▶ To do: Set down exactly the lines in the records below that run from the line with "off the label." to the line with "pub struct LabelMapBuilder<'a>", inclusive, and nothing more.

▶ Data excerpts:
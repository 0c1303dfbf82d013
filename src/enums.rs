use std::fmt;
use std::str::FromStr;

use thiserror::Error;

/// The filter family a multi-channel volume was produced by.
#[derive(Clone, Copy, Debug, PartialEq, Eq, Hash)]
pub enum FeatureSet {
    /// Bone morphometry indices (5 channels)
    BoneMorphometry,
    /// Grey-level co-occurrence matrix features (8 channels)
    CoOccurrence,
    /// Grey-level run-length matrix features (10 channels)
    RunLength,
}

#[derive(Debug, Error)]
#[error("unknown feature set '{0}' (expected one of: bm, glcm, glrlm)")]
pub struct UnknownFeatureSet(pub String);

impl FeatureSet {
    pub const ALL: [FeatureSet; 3] = [
        FeatureSet::BoneMorphometry,
        FeatureSet::CoOccurrence,
        FeatureSet::RunLength,
    ];

    /// Short tag stored in a volume header's intent name
    pub fn tag(self) -> &'static str {
        match self {
            FeatureSet::BoneMorphometry => "BM",
            FeatureSet::CoOccurrence => "GLCM",
            FeatureSet::RunLength => "GLRLM",
        }
    }

    pub fn from_tag(tag: &str) -> Option<Self> {
        Self::ALL
            .into_iter()
            .find(|set| set.tag().eq_ignore_ascii_case(tag.trim()))
    }
}

impl fmt::Display for FeatureSet {
    fn fmt(&self, f: &mut fmt::Formatter<'_>) -> fmt::Result {
        f.write_str(self.tag())
    }
}

impl FromStr for FeatureSet {
    type Err = UnknownFeatureSet;

    fn from_str(s: &str) -> Result<Self, Self::Err> {
        Self::from_tag(s).ok_or_else(|| UnknownFeatureSet(s.to_string()))
    }
}
use crate::enums::FeatureSet;

const BONE_MORPHOMETRY: [&str; 5] = [
    "BoneVolumeDensity",
    "TrabecularThickness",
    "TrabecularSeparation",
    "TrabecularNumber",
    "BoneSurfaceDensity",
];

const CO_OCCURRENCE: [&str; 8] = [
    "Energy",
    "Entropy",
    "Correlation",
    "InverseDifferenceMoment",
    "Inertia",
    "ClusterShade",
    "ClusterProminence",
    "HaralickCorrelation",
];

const RUN_LENGTH: [&str; 10] = [
    "ShortRunEmphasis",
    "LongRunEmphasis",
    "GreyLevelNonuniformity",
    "RunLengthNonuniformity",
    "LowGreyLevelRunEmphasis",
    "HighGreyLevelRunEmphasis",
    "ShortRunLowGreyLevelEmphasis",
    "ShortRunHighGreyLevelEmphasis",
    "LongRunLowGreyLevelEmphasis",
    "LongRunHighGreyLevelEmphasis",
];

/// Leading columns of every feature table row
pub const INDEX_COLUMNS: [&str; 3] = ["X", "Y", "Z"];

/// Human-readable channel names per feature set.
///
/// Built once at start-up and handed to the components that name channels
/// or columns. Lookups never mix sets: a volume is named entirely from one
/// entry or entirely with the numeric fallback.
#[derive(Clone, Debug)]
pub struct FeatureNameTable {
    entries: Vec<(FeatureSet, Vec<String>)>,
}

impl Default for FeatureNameTable {
    fn default() -> Self {
        fn owned(names: &[&str]) -> Vec<String> {
            names.iter().map(|name| name.to_string()).collect()
        }

        Self {
            entries: vec![
                (FeatureSet::BoneMorphometry, owned(&BONE_MORPHOMETRY)),
                (FeatureSet::CoOccurrence, owned(&CO_OCCURRENCE)),
                (FeatureSet::RunLength, owned(&RUN_LENGTH)),
            ],
        }
    }
}

impl FeatureNameTable {
    pub fn names(&self, set: FeatureSet) -> &[String] {
        self.entries
            .iter()
            .find(|(entry_set, _)| *entry_set == set)
            .map(|(_, names)| names.as_slice())
            .unwrap_or(&[])
    }

    /// Find the feature set whose name list has exactly `channels` entries
    pub fn set_for_channel_count(&self, channels: usize) -> Option<FeatureSet> {
        self.entries
            .iter()
            .find(|(_, names)| names.len() == channels)
            .map(|(set, _)| *set)
    }

    /// Names for each of `channels` channels, index-aligned.
    ///
    /// An explicit provenance tag wins when its list length matches; the
    /// channel count is used otherwise, and `"1".."C"` when nothing matches.
    pub fn channel_names(&self, provenance: Option<FeatureSet>, channels: usize) -> Vec<String> {
        let set = provenance
            .filter(|set| self.names(*set).len() == channels)
            .or_else(|| self.set_for_channel_count(channels));

        match set {
            Some(set) => self.names(set).to_vec(),
            None => (1..=channels).map(|i| i.to_string()).collect(),
        }
    }

    /// Fixed header of the CSV feature table: index columns, then the
    /// co-occurrence and run-length names.
    pub fn table_header(&self) -> Vec<String> {
        INDEX_COLUMNS
            .iter()
            .map(|column| column.to_string())
            .chain(self.names(FeatureSet::CoOccurrence).iter().cloned())
            .chain(self.names(FeatureSet::RunLength).iter().cloned())
            .collect()
    }
}
use crate::enums::FeatureSet;

use ndarray::{Array3, Array4, ArrayView1, ArrayView3, Axis};
use thiserror::Error;

/// Voxel position `(x, y, z)`
pub type VoxelIndex = (usize, usize, usize);

#[derive(Debug, Error)]
pub enum VolumeError {
    #[error("Extent mismatch: expected {expected:?}, found {found:?}")]
    ShapeMismatch {
        expected: (usize, usize, usize),
        found: (usize, usize, usize),
    },

    #[error("Voxel {index:?} lies outside extent {extent:?}")]
    OutOfBounds {
        index: VoxelIndex,
        extent: (usize, usize, usize),
    },

    #[error("Channel {channel} requested from a {channels}-channel volume")]
    ChannelOutOfRange { channel: usize, channels: usize },
}

/// Spatial placement of the grid, carried from input to output untouched
#[derive(Clone, Debug, PartialEq)]
pub struct Geometry {
    pub spacing: [f32; 3],
    pub origin: [f32; 3],
    /// Row-major direction cosines, one column per grid axis
    pub direction: [[f32; 3]; 3],
}

impl Default for Geometry {
    fn default() -> Self {
        Self {
            spacing: [1.0; 3],
            origin: [0.0; 3],
            direction: [[1.0, 0.0, 0.0], [0.0, 1.0, 0.0], [0.0, 0.0, 1.0]],
        }
    }
}

/// A 3D grid holding `C` values per voxel.
///
/// Data is stored as `(depth, height, width, channels)`, i.e. indexed
/// `[z, y, x, c]`, so that the logical iteration order of the array is the
/// natural traversal order of the grid: x fastest, then y, then z.
#[derive(Clone, Debug)]
pub struct Volume<T> {
    pub data: Array4<T>,
    pub geometry: Geometry,
    pub provenance: Option<FeatureSet>,
}

impl<T> Volume<T> {
    pub fn new(data: Array4<T>, geometry: Geometry) -> Self {
        Self {
            data,
            geometry,
            provenance: None,
        }
    }

    /// Wrap a `(depth, height, width)` array as a single-channel volume
    pub fn from_scalar(data: Array3<T>, geometry: Geometry) -> Self {
        Self::new(data.insert_axis(Axis(3)), geometry)
    }

    pub fn with_provenance(mut self, provenance: Option<FeatureSet>) -> Self {
        self.provenance = provenance;
        self
    }

    /// Get the extent of the grid as `(nx, ny, nz)`
    pub fn extent(&self) -> (usize, usize, usize) {
        let (depth, height, width, _) = self.data.dim();
        (width, height, depth)
    }

    /// Number of channels per voxel
    pub fn components(&self) -> usize {
        self.data.dim().3
    }

    /// Number of voxels in the grid
    pub fn len(&self) -> usize {
        let (nx, ny, nz) = self.extent();
        nx * ny * nz
    }

    pub fn is_empty(&self) -> bool {
        self.len() == 0
    }

    /// Get a reference to the underlying data
    pub fn data(&self) -> &Array4<T> {
        &self.data
    }

    /// Get a mutable reference to the underlying data
    pub fn data_mut(&mut self) -> &mut Array4<T> {
        &mut self.data
    }

    pub fn contains(&self, index: VoxelIndex) -> bool {
        let (nx, ny, nz) = self.extent();
        index.0 < nx && index.1 < ny && index.2 < nz
    }

    /// Position of the `linear`-th voxel in traversal order
    #[inline]
    pub fn index_of(&self, linear: usize) -> VoxelIndex {
        let (nx, ny, _) = self.extent();
        (linear % nx, (linear / nx) % ny, linear / (nx * ny))
    }

    /// All channel values of one voxel
    pub fn voxel(&self, index: VoxelIndex) -> Option<ArrayView1<'_, T>> {
        if !self.contains(index) {
            return None;
        }
        let (x, y, z) = index;
        Some(self.data.slice(ndarray::s![z, y, x, ..]))
    }

    /// Every voxel with its position, in traversal order
    pub fn voxels(&self) -> impl Iterator<Item = (VoxelIndex, ArrayView1<'_, T>)> + '_ {
        self.data
            .lanes(Axis(3))
            .into_iter()
            .enumerate()
            .map(move |(linear, values)| (self.index_of(linear), values))
    }

    /// View one channel as a `(depth, height, width)` array
    pub fn channel_view(&self, channel: usize) -> Result<ArrayView3<'_, T>, VolumeError> {
        let channels = self.components();
        if channel >= channels {
            return Err(VolumeError::ChannelOutOfRange { channel, channels });
        }
        Ok(self.data.index_axis(Axis(3), channel))
    }

    /// Fail unless `other` covers exactly the same grid
    pub fn ensure_same_extent<U>(&self, other: &Volume<U>) -> Result<(), VolumeError> {
        if self.extent() != other.extent() {
            return Err(VolumeError::ShapeMismatch {
                expected: self.extent(),
                found: other.extent(),
            });
        }
        Ok(())
    }
}

impl<T: Clone> Volume<T> {
    /// A single-channel volume shaped and placed like `reference`, every voxel set to `fill`
    pub fn filled_like<U>(reference: &Volume<U>, fill: T) -> Self {
        let (nx, ny, nz) = reference.extent();
        Self::new(
            Array4::from_elem((nz, ny, nx, 1), fill),
            reference.geometry.clone(),
        )
    }

    /// Copy one channel out into a new single-channel volume with the same geometry
    pub fn select_channel(&self, channel: usize) -> Result<Volume<T>, VolumeError> {
        let view = self.channel_view(channel)?;
        Ok(Volume::from_scalar(view.to_owned(), self.geometry.clone()))
    }
}

impl<T: Copy> Volume<T> {
    /// First channel value of one voxel
    pub fn value(&self, index: VoxelIndex) -> Option<T> {
        let (x, y, z) = index;
        self.data.get([z, y, x, 0]).copied()
    }

    pub fn set_value(&mut self, index: VoxelIndex, value: T) -> Result<(), VolumeError> {
        let extent = self.extent();
        let (x, y, z) = index;
        let slot = self
            .data
            .get_mut([z, y, x, 0])
            .ok_or(VolumeError::OutOfBounds { index, extent })?;
        *slot = value;
        Ok(())
    }
}
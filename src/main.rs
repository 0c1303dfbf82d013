use anyhow::Context;
use clap::{Parser, Subcommand};
use log::{debug, info};
use std::path::{Path, PathBuf};

use voxel_features::{
    ChannelSplitter, FeatureNameTable, FeatureSet, FeatureTableExporter, LabelMapBuilder,
    LabelTable, VolumeLoader, VolumeWriter, channel_splitter::DEFAULT_EXTENSION,
};

/// Convert feature volumes to CSV tables and per-feature volumes, and build label maps from CSV
#[derive(Parser, Debug)]
#[command(name = "voxel-features", version, long_about = None)]
struct Args {
    /// Enable verbose logging
    #[arg(short, long, global = true, default_value_t = false)]
    verbose: bool,

    #[command(subcommand)]
    command: Command,
}

#[derive(Subcommand, Debug)]
enum Command {
    /// Build a label volume from `x,y,z,label` rows
    LabelMap {
        /// Volume whose grid and placement the label map copies
        #[arg(long)]
        input_volume: PathBuf,

        /// CSV file of `x,y,z,label` rows
        #[arg(long)]
        input_csv: PathBuf,

        /// Label map to write
        #[arg(short, long)]
        output: PathBuf,

        /// Label text written as 1
        #[arg(long)]
        label1: Option<String>,

        /// Label text written as 2
        #[arg(long)]
        label2: Option<String>,

        /// Label text written as 3
        #[arg(long)]
        label3: Option<String>,

        /// Label text written as 4
        #[arg(long)]
        label4: Option<String>,

        /// Label text written as 5
        #[arg(long)]
        label5: Option<String>,
    },

    /// Export a multi-channel volume as a CSV feature table
    ToCsv {
        /// Multi-channel feature volume
        #[arg(long)]
        input_volume: PathBuf,

        /// Only export voxels where this volume is non-zero (empty = no mask)
        #[arg(long)]
        mask: Option<String>,

        /// Second feature volume whose channels are appended to each row (empty = none)
        #[arg(long)]
        additional: Option<String>,

        /// CSV file to write
        #[arg(short, long)]
        output: PathBuf,

        /// Write the fixed column-name header first
        #[arg(long, default_value_t = false)]
        header: bool,
    },

    /// Write each channel of a multi-channel volume to its own file
    Split {
        /// Multi-channel feature volume
        #[arg(long)]
        input_volume: PathBuf,

        /// Outputs are written as `<base>_<feature>.<extension>`
        #[arg(long)]
        output_base: PathBuf,

        /// Output file extension
        #[arg(long, default_value = DEFAULT_EXTENSION)]
        extension: String,

        /// Feature family of the input (bm, glcm, glrlm), overriding the file's tag
        #[arg(long)]
        feature_set: Option<FeatureSet>,
    },
}

/// Empty paths on the command line mean "not given"
fn given(path: Option<String>) -> Option<PathBuf> {
    path.filter(|path| !path.is_empty()).map(PathBuf::from)
}

fn load(path: &Path) -> anyhow::Result<voxel_features::Volume<f64>> {
    VolumeLoader::load(path).with_context(|| format!("Failed to read {}", path.display()))
}

fn main() -> anyhow::Result<()> {
    let args = Args::parse();

    env_logger::Builder::from_default_env()
        .filter_level(if args.verbose {
            log::LevelFilter::Debug
        } else {
            log::LevelFilter::Info
        })
        .init();

    debug!("{args:?}");
    let names = FeatureNameTable::default();

    match args.command {
        Command::LabelMap {
            input_volume,
            input_csv,
            output,
            label1,
            label2,
            label3,
            label4,
            label5,
        } => {
            let table = LabelTable::from_slots([label1, label2, label3, label4, label5])?;
            if table.is_empty() {
                log::warn!("No labels configured, every voxel will be background");
            }
            let reference = load(&input_volume)?;
            let labels = LabelMapBuilder::new(&table)
                .build_from_path(&reference, &input_csv)
                .with_context(|| format!("Failed to build label map from {}", input_csv.display()))?;
            VolumeWriter::write(&labels, &output)
                .with_context(|| format!("Failed to write {}", output.display()))?;
            info!("Label map written to {}", output.display());
        }

        Command::ToCsv {
            input_volume,
            mask,
            additional,
            output,
            header,
        } => {
            let primary = load(&input_volume)?;
            let mask = match given(mask) {
                Some(path) => Some(
                    VolumeLoader::load_scalar(&path)
                        .with_context(|| format!("Failed to read mask {}", path.display()))?,
                ),
                None => None,
            };
            let additional = given(additional).map(|path| load(&path)).transpose()?;

            let mut exporter = FeatureTableExporter::new(&primary);
            if let Some(mask) = &mask {
                exporter = exporter.with_mask(mask)?;
            }
            if let Some(additional) = &additional {
                exporter = exporter.with_additional(additional)?;
            }
            if header {
                exporter = exporter.with_header(names.table_header());
            }
            exporter
                .write_to_path(&output)
                .with_context(|| format!("Failed to write {}", output.display()))?;
        }

        Command::Split {
            input_volume,
            output_base,
            extension,
            feature_set,
        } => {
            let mut volume = load(&input_volume)?;
            if feature_set.is_some() {
                volume.provenance = feature_set;
            }
            ChannelSplitter::new(&names)
                .with_extension(extension)
                .split_to_files(&volume, &output_base)?;
        }
    }

    Ok(())
}
//! Label volumes built from CSV rows of `x,y,z,label`.

use crate::volume::{Volume, VoxelIndex};

use log::{info, warn};
use std::{
    borrow::Cow,
    fs::File,
    io::{self, BufRead, BufReader},
    path::{Path, PathBuf},
};
use thiserror::Error;

/// Number of label names that can be bound to a code
pub const MAX_LABELS: usize = 5;

/// Code of voxels that no record, or no matching record, addresses
pub const BACKGROUND: u32 = 0;

#[derive(Debug, Error)]
pub enum LabelMapError {
    #[error("At most 5 labels can be configured, got {0}")]
    TooManyLabels(usize),

    #[error("Failed to open label CSV '{}': {source}", path.display())]
    Open {
        path: PathBuf,
        #[source]
        source: io::Error,
    },

    #[error("Failed to read label CSV at line {line}: {source}")]
    Read {
        line: usize,
        #[source]
        source: io::Error,
    },

    #[error("Line {line}: voxel ({x}, {y}, {z}) lies outside extent {extent:?}")]
    OutOfBounds {
        line: usize,
        x: i64,
        y: i64,
        z: i64,
        extent: (usize, usize, usize),
    },
}

/// Label names bound to codes `1..=5` by position.
///
/// Unset slots never match; text matching no slot maps to [`BACKGROUND`].
#[derive(Clone, Debug, Default, PartialEq)]
pub struct LabelTable {
    slots: [Option<String>; MAX_LABELS],
}

impl LabelTable {
    /// Bind each given name to its 1-based position
    pub fn new<I, S>(names: I) -> Result<Self, LabelMapError>
    where
        I: IntoIterator<Item = S>,
        S: Into<String>,
    {
        Self::from_slots(names.into_iter().map(|name| Some(name.into())))
    }

    /// Like [`LabelTable::new`] but with gaps, e.g. only `Label1` and `Label3` set
    pub fn from_slots<I>(slots: I) -> Result<Self, LabelMapError>
    where
        I: IntoIterator<Item = Option<String>>,
    {
        let given: Vec<_> = slots.into_iter().collect();
        if given.len() > MAX_LABELS {
            return Err(LabelMapError::TooManyLabels(given.len()));
        }

        let mut table = Self::default();
        for (slot, name) in table.slots.iter_mut().zip(given) {
            *slot = name;
        }
        Ok(table)
    }

    /// Code of the first slot equal to `text` (case-sensitive)
    pub fn code_of(&self, text: &str) -> u32 {
        self.slots
            .iter()
            .position(|slot| slot.as_deref() == Some(text))
            .map_or(BACKGROUND, |position| position as u32 + 1)
    }

    pub fn is_empty(&self) -> bool {
        self.slots.iter().all(Option::is_none)
    }
}

/// One parsed CSV row
#[derive(Clone, Debug, PartialEq)]
pub struct CoordinateLabel {
    pub x: i64,
    pub y: i64,
    pub z: i64,
    pub label: String,
}

impl CoordinateLabel {
    /// Parse `x,y,z,label`.
    ///
    /// Returns `None` for rows with fewer than four fields. Coordinates that
    /// are not numbers read as 0; fields past the fourth are ignored.
    /// Trailing whitespace, including `\r`, is trimmed off the label.
    pub fn parse(line: &str) -> Option<Self> {
        let mut fields = line.split(',');
        let x = parse_leading_int(fields.next()?);
        let y = parse_leading_int(fields.next()?);
        let z = parse_leading_int(fields.next()?);
        let label = fields.next()?.trim_end().to_string();
        Some(Self { x, y, z, label })
    }

    fn voxel_index(&self, extent: (usize, usize, usize)) -> Option<VoxelIndex> {
        let axis = |value: i64, size: usize| {
            usize::try_from(value).ok().filter(|&value| value < size)
        };
        Some((
            axis(self.x, extent.0)?,
            axis(self.y, extent.1)?,
            axis(self.z, extent.2)?,
        ))
    }
}

/// Leading optional sign and digits of `field`, 0 when there are none.
///
/// Values past the `i64` range saturate, so they still fail the bounds check.
fn parse_leading_int(field: &str) -> i64 {
    let field = field.trim_start();
    let (sign, digits) = match field.strip_prefix('-') {
        Some(rest) => (-1, rest),
        None => (1, field.strip_prefix('+').unwrap_or(field)),
    };
    let end = digits
        .find(|c: char| !c.is_ascii_digit())
        .unwrap_or(digits.len());
    if end == 0 {
        return 0;
    }
    let saturated = if sign < 0 { i64::MIN } else { i64::MAX };
    digits[..end]
        .parse::<i64>()
        .map_or(saturated, |value| sign * value)
}

#[derive(Clone, Copy, Debug, Default, PartialEq, Eq)]
pub struct LabelMapStats {
    /// Rows written into the volume, matched or not
    pub records: usize,
    /// Rows whose label text matched no configured name
    pub unmatched: usize,
    /// Non-empty rows dropped for having fewer than four fields
    pub skipped: usize,
}

pub struct LabelMapBuilder<'a> {
    table: &'a LabelTable,
}

impl<'a> LabelMapBuilder<'a> {
    pub fn new(table: &'a LabelTable) -> Self {
        Self { table }
    }

    /// Build a label volume shaped and placed like `reference` from a CSV file
    pub fn build_from_path<U>(
        &self,
        reference: &Volume<U>,
        path: impl AsRef<Path>,
    ) -> Result<Volume<u32>, LabelMapError> {
        let path = path.as_ref();
        let file = File::open(path).map_err(|source| LabelMapError::Open {
            path: path.to_path_buf(),
            source,
        })?;
        let (volume, stats) = self.build(reference, BufReader::new(file))?;
        info!(
            "Built label map from {}: {} record(s), {} unmatched, {} skipped",
            path.display(),
            stats.records,
            stats.unmatched,
            stats.skipped
        );
        Ok(volume)
    }

    /// Build a label volume from CSV rows read in order.
    ///
    /// Every voxel starts at [`BACKGROUND`]. Each row overwrites its voxel,
    /// so the last row addressing a voxel wins. A coordinate outside the
    /// grid aborts the build. Bytes that are not valid UTF-8 are replaced
    /// with U+FFFD, so such labels match no configured name.
    pub fn build<U, R: BufRead>(
        &self,
        reference: &Volume<U>,
        mut reader: R,
    ) -> Result<(Volume<u32>, LabelMapStats), LabelMapError> {
        let mut volume = Volume::filled_like(reference, BACKGROUND);
        let extent = volume.extent();
        let mut stats = LabelMapStats::default();
        let mut buffer = Vec::new();
        let mut number = 0;

        loop {
            buffer.clear();
            let read = reader
                .read_until(b'\n', &mut buffer)
                .map_err(|source| LabelMapError::Read {
                    line: number + 1,
                    source,
                })?;
            if read == 0 {
                break;
            }
            number += 1;

            let line = String::from_utf8_lossy(&buffer);
            if let Cow::Owned(_) = line {
                warn!("Line {number} is not valid UTF-8, invalid bytes were replaced");
            }
            if line.trim().is_empty() {
                continue;
            }

            let Some(record) = CoordinateLabel::parse(&line) else {
                warn!("Skipping line {number}: expected 4 comma-separated fields");
                stats.skipped += 1;
                continue;
            };

            let index = record
                .voxel_index(extent)
                .ok_or(LabelMapError::OutOfBounds {
                    line: number,
                    x: record.x,
                    y: record.y,
                    z: record.z,
                    extent,
                })?;

            let code = self.table.code_of(&record.label);
            if code == BACKGROUND {
                stats.unmatched += 1;
            }
            // Index was checked against the extent above
            volume.data[[index.2, index.1, index.0, 0]] = code;
            stats.records += 1;
        }

        if stats.unmatched > 0 {
            warn!(
                "{} record(s) matched no configured label and were left as background",
                stats.unmatched
            );
        }
        Ok((volume, stats))
    }
}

▶ Solution to the problem:
    /// Trailing whitespace, including `\r`, is trimmed off the label.
    pub fn parse(line: &str) -> Option<Self> {
        let mut fields = line.split(',');
        let x = parse_leading_int(fields.next()?);
        let y = parse_leading_int(fields.next()?);
        let z = parse_leading_int(fields.next()?);
        let label = fields.next()?.trim_end().to_string();
        Some(Self { x, y, z, label })
    }

    fn voxel_index(&self, extent: (usize, usize, usize)) -> Option<VoxelIndex> {
        let axis = |value: i64, size: usize| {
            usize::try_from(value).ok().filter(|&value| value < size)
        };
        Some((
            axis(self.x, extent.0)?,
            axis(self.y, extent.1)?,
            axis(self.z, extent.2)?,
        ))
    }
}

/// Leading optional sign and digits of `field`, 0 when there are none.
///
/// Values past the `i64` range saturate, so they still fail the bounds check.
fn parse_leading_int(field: &str) -> i64 {
    let field = field.trim_start();
    let (sign, digits) = match field.strip_prefix('-') {
        Some(rest) => (-1, rest),
        None => (1, field.strip_prefix('+').unwrap_or(field)),
    };
    let end = digits
        .find(|c: char| !c.is_ascii_digit())
        .unwrap_or(digits.len());
    if end == 0 {
        return 0;
    }
    let saturated = if sign < 0 { i64::MIN } else { i64::MAX };
    digits[..end]
        .parse::<i64>()
        .map_or(saturated, |value| sign * value)
}

#[derive(Clone, Copy, Debug, Default, PartialEq, Eq)]
pub struct LabelMapStats {
    /// Rows written into the volume, matched or not
    pub records: usize,
    /// Rows whose label text matched no configured name
    pub unmatched: usize,
    /// Non-empty rows dropped for having fewer than four fields
    pub skipped: usize,
}

pub struct LabelMapBuilder<'a> {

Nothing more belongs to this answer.